## Problem
Starting at the line with "to read solution" and going on through the line with "has to exist", reproduce each line in the records below exactly and nothing more.

## Data extract
==========
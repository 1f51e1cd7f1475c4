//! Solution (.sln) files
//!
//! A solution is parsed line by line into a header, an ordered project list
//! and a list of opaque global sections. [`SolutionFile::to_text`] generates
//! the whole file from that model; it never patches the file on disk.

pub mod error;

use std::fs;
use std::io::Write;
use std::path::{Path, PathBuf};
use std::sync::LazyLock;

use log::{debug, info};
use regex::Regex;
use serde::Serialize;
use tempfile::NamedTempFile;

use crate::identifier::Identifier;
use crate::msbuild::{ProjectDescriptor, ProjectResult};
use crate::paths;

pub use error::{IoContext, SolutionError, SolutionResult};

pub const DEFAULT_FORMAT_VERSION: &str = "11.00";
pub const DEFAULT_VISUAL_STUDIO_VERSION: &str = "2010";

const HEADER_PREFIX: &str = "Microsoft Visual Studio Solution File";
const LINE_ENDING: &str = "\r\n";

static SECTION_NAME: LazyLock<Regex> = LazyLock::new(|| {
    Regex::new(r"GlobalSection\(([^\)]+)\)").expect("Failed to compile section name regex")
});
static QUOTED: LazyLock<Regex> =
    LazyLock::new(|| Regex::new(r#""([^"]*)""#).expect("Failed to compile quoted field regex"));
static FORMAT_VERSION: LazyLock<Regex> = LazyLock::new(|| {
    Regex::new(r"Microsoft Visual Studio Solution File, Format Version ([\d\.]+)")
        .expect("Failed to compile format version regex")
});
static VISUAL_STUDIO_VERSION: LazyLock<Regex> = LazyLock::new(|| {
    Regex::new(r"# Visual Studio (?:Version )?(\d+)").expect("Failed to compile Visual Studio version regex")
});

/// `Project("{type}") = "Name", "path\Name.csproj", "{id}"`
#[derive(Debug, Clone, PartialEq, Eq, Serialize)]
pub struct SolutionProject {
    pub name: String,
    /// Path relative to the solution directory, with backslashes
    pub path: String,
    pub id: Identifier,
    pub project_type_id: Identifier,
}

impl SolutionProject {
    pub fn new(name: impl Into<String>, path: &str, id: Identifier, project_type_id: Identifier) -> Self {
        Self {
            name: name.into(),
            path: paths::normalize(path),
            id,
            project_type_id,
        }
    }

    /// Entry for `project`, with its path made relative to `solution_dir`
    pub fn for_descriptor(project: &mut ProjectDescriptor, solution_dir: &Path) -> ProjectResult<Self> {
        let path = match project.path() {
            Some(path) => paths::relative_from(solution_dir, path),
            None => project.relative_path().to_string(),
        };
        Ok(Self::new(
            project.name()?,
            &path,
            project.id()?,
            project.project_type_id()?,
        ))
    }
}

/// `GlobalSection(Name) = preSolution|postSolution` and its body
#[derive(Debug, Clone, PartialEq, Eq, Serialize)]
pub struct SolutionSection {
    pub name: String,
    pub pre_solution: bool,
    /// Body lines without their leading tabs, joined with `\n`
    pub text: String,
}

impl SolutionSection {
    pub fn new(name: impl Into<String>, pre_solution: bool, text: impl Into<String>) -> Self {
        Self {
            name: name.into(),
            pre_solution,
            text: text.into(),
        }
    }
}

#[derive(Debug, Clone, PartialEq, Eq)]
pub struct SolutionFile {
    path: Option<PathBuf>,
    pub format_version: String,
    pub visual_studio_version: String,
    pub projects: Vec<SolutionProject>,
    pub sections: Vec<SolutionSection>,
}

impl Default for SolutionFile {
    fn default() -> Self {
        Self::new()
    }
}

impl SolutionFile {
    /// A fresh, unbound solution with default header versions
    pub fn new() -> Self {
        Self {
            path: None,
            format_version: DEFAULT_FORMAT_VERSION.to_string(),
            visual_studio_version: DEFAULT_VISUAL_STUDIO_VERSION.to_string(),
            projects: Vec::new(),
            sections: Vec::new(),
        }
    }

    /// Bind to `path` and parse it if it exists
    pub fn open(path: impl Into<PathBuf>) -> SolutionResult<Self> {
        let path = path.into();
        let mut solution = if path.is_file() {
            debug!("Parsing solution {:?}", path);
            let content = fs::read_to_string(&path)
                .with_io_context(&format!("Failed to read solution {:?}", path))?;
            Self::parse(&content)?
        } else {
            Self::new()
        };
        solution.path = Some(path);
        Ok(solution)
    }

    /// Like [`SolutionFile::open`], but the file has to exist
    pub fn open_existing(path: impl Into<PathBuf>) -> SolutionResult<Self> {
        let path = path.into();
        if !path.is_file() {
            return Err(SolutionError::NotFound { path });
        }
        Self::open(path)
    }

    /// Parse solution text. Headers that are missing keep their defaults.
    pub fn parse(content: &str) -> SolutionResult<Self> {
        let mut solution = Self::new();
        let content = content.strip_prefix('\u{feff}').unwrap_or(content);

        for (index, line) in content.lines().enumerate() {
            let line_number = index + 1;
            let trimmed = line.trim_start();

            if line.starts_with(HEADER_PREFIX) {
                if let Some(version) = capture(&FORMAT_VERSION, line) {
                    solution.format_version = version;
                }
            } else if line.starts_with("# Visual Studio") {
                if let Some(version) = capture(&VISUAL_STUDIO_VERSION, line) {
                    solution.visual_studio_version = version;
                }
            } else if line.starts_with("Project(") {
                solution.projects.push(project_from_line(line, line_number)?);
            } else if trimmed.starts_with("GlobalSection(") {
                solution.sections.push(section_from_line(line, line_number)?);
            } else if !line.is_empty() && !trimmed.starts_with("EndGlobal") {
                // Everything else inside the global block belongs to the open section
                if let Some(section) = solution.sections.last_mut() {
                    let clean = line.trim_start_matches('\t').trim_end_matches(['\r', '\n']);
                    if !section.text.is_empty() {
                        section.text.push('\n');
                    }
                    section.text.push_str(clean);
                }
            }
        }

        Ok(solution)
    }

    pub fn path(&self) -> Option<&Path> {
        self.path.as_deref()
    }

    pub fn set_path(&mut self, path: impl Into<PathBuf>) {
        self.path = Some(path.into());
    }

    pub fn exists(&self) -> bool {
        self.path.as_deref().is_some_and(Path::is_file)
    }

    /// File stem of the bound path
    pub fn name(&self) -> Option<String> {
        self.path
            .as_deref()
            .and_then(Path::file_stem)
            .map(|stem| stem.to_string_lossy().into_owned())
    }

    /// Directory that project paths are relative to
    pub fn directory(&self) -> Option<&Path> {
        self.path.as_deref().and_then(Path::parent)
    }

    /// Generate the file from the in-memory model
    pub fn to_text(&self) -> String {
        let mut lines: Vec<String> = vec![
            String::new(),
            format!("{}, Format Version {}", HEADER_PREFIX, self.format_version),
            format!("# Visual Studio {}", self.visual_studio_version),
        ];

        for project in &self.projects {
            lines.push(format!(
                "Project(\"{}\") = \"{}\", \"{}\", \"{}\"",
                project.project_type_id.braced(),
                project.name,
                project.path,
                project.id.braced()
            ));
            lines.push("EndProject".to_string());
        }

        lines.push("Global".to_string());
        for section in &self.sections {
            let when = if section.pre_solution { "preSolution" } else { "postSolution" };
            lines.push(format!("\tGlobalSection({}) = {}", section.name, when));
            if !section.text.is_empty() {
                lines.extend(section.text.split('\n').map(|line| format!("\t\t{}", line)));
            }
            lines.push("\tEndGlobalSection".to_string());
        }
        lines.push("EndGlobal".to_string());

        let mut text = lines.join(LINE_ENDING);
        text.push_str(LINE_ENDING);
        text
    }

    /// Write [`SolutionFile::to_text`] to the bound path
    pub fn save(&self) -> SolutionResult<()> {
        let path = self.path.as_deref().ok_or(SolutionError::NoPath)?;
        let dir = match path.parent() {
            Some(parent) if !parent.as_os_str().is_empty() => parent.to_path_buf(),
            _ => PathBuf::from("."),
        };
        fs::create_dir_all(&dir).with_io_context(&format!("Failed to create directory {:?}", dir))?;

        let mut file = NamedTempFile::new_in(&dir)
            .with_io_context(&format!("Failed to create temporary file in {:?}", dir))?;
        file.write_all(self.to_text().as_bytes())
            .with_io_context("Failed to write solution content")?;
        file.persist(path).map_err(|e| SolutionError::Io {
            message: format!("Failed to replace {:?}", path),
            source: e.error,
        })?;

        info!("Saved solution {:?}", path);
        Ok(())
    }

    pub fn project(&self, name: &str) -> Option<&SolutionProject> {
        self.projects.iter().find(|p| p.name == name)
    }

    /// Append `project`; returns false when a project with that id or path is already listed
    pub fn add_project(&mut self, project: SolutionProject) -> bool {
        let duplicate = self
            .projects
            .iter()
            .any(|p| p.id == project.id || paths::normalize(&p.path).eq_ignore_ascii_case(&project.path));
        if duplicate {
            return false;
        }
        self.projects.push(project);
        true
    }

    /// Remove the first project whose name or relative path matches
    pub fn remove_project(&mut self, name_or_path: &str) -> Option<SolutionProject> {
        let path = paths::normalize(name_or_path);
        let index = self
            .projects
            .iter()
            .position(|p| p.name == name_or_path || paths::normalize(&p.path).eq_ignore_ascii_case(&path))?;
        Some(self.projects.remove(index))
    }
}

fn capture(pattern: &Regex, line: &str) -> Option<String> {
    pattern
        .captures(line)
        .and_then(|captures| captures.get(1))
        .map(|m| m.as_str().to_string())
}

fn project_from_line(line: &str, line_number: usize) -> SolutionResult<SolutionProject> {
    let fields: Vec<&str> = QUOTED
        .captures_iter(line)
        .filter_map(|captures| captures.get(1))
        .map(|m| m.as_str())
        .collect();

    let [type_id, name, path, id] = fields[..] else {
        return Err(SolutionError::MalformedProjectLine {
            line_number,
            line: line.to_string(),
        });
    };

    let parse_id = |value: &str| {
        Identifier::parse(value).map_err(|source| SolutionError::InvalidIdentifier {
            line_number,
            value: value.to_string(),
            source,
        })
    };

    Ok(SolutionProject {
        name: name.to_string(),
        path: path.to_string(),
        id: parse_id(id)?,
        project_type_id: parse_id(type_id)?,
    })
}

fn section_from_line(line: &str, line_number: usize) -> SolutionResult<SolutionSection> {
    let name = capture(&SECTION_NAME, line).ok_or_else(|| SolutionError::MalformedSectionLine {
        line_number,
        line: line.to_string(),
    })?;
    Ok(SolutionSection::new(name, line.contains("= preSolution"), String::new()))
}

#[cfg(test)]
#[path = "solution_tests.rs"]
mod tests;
==========
## Your solution
                .with_io_context(&format!("Failed to read solution {:?}", path))?;
            Self::parse(&content)?
        } else {
            Self::new()
        };
        solution.path = Some(path);
        Ok(solution)
    }

    /// Like [`SolutionFile::open`], but the file has to exist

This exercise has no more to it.